(Dataset extract begins)

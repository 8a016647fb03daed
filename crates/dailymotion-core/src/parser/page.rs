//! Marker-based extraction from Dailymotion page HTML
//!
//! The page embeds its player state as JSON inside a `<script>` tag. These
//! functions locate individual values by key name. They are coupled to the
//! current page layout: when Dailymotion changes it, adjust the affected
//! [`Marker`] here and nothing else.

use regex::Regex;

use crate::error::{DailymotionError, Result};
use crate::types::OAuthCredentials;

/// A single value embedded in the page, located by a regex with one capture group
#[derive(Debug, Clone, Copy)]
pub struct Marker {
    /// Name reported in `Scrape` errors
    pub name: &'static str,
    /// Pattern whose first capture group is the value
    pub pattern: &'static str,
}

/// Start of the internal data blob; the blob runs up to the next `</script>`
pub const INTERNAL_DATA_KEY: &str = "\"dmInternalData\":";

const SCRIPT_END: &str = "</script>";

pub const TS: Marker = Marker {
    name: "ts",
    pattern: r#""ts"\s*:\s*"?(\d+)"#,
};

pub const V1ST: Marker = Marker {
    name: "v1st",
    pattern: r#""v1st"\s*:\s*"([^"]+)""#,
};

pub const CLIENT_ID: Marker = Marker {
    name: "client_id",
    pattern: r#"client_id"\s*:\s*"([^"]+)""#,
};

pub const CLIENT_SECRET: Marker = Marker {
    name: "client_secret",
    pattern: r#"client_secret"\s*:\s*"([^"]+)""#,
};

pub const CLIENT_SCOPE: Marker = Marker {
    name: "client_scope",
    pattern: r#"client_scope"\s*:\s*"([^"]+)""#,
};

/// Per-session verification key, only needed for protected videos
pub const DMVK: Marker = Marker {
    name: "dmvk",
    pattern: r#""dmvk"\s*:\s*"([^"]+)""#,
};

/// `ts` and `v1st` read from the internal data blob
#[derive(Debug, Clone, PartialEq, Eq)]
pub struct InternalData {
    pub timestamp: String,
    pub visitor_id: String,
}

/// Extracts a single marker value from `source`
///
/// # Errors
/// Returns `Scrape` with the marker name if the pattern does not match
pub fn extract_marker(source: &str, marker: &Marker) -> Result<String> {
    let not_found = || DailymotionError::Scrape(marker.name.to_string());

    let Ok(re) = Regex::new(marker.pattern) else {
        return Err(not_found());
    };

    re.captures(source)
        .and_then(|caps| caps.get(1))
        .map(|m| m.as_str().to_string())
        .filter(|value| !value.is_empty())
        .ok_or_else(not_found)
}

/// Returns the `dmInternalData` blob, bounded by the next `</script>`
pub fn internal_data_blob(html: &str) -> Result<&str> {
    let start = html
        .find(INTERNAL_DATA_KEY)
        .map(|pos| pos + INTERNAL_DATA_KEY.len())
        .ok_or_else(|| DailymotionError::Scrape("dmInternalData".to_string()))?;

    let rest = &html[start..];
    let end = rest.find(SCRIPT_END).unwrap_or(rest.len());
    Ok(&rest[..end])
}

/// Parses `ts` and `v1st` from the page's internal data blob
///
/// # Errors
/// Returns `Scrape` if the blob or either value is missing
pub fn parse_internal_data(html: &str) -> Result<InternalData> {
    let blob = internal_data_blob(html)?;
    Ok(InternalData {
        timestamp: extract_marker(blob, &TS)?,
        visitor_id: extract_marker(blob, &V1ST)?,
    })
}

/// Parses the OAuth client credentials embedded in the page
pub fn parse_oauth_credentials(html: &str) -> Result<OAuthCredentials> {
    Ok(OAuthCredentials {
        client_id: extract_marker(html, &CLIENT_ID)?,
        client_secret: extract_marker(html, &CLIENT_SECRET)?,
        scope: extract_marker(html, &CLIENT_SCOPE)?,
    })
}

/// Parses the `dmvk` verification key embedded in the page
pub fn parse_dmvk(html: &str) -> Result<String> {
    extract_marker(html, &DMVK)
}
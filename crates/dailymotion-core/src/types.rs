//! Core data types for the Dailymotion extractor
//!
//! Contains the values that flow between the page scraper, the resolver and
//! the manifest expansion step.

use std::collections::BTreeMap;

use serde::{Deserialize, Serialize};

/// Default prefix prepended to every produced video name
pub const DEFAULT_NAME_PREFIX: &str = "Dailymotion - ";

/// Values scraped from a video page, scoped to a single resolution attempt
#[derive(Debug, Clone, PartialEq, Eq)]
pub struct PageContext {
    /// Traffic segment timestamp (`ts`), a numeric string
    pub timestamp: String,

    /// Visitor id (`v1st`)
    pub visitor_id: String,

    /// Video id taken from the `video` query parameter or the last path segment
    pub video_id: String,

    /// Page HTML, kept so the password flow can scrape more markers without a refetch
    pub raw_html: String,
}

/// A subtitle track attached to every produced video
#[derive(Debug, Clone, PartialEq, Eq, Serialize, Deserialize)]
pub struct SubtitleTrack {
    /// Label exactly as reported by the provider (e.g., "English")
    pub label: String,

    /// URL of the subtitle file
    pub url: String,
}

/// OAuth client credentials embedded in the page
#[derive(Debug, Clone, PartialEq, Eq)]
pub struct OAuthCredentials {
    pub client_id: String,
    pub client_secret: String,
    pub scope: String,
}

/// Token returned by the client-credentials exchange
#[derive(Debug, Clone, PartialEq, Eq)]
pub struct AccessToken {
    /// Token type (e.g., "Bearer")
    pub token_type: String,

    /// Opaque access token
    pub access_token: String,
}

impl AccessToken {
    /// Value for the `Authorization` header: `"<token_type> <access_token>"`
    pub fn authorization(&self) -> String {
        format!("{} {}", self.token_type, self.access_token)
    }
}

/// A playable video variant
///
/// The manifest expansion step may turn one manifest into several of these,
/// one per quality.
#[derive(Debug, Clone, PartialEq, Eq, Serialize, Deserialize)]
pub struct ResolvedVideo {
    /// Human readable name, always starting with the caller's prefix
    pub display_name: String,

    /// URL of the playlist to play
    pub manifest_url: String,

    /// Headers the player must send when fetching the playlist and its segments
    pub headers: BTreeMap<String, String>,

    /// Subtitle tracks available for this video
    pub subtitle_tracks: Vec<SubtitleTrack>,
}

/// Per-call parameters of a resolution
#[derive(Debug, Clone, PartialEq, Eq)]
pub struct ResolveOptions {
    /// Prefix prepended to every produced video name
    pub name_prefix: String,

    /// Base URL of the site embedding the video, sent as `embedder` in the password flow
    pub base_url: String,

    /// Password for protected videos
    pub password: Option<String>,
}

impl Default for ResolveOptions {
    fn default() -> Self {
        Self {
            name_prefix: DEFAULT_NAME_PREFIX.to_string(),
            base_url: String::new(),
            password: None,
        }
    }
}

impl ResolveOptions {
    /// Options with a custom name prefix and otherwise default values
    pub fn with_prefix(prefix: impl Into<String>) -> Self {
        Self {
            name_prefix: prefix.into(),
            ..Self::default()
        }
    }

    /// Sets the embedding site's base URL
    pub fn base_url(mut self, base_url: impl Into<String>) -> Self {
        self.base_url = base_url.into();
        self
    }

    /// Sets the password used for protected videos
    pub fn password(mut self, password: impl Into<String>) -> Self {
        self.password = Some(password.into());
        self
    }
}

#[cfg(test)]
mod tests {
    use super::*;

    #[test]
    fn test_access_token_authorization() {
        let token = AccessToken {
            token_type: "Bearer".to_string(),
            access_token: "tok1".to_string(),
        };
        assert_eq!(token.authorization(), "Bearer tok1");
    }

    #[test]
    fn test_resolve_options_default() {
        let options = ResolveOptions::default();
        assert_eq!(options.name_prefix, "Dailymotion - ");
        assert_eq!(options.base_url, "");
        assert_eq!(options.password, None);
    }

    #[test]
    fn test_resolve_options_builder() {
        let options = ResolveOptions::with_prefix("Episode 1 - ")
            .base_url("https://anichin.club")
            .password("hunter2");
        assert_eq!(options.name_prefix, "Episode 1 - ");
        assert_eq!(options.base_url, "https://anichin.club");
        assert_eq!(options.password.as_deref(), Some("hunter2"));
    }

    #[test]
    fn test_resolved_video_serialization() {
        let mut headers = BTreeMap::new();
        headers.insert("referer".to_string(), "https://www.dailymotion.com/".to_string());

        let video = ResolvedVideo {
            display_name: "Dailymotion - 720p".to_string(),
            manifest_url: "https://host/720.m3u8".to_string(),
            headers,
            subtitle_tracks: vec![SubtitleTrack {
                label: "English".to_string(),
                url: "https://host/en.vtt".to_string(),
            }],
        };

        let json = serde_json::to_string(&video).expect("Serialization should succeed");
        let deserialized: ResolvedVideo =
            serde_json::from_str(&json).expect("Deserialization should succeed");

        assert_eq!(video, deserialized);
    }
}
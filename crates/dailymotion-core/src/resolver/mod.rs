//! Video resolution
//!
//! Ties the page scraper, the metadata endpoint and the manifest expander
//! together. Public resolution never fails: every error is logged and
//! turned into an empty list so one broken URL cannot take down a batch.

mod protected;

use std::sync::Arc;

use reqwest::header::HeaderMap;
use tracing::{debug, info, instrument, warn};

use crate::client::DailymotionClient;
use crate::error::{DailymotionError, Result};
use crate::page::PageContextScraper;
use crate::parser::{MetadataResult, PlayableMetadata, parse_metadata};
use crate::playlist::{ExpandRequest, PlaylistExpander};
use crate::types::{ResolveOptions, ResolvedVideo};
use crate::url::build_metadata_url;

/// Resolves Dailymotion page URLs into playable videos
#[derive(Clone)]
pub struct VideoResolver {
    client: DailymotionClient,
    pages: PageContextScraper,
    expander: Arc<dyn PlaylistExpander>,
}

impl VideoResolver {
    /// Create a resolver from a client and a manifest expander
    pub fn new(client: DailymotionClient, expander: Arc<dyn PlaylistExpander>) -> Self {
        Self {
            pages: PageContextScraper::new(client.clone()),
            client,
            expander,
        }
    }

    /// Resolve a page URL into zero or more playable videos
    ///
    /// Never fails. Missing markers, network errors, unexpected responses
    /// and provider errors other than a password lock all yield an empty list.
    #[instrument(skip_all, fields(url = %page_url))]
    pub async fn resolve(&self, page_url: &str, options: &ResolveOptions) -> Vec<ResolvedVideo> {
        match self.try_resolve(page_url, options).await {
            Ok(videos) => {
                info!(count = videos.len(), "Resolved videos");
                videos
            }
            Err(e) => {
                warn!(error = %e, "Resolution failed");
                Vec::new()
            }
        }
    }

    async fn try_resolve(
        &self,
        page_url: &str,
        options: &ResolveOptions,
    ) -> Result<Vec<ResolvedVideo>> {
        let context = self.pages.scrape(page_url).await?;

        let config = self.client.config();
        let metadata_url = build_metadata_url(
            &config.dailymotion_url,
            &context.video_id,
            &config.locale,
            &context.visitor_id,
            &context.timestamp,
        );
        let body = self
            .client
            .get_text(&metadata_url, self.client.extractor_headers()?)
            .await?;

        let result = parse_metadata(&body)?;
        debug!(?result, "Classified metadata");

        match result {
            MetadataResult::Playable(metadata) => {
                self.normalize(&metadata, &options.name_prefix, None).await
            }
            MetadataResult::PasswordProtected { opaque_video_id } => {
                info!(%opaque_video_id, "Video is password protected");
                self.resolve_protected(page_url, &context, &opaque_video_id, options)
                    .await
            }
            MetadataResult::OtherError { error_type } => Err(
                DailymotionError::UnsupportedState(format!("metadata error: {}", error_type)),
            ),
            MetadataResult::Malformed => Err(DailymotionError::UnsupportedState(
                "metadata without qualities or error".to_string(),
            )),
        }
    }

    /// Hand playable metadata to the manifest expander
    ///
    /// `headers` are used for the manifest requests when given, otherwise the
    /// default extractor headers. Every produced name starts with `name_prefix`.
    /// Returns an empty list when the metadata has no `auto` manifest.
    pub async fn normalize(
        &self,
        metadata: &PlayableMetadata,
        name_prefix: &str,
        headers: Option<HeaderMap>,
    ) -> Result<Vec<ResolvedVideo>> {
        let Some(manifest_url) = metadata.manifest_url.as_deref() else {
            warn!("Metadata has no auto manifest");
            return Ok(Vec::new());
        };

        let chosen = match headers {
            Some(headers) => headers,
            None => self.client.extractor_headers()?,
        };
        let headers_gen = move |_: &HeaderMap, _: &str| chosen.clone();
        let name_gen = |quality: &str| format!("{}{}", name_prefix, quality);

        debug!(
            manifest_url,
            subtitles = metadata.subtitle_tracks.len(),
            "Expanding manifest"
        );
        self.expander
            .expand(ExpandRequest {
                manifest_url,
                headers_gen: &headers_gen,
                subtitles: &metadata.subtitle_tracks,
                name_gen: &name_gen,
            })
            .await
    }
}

(Dataset extract ends)

Activity. How many of the lines in the records above include the word "const"? State that number alone.

Response. 9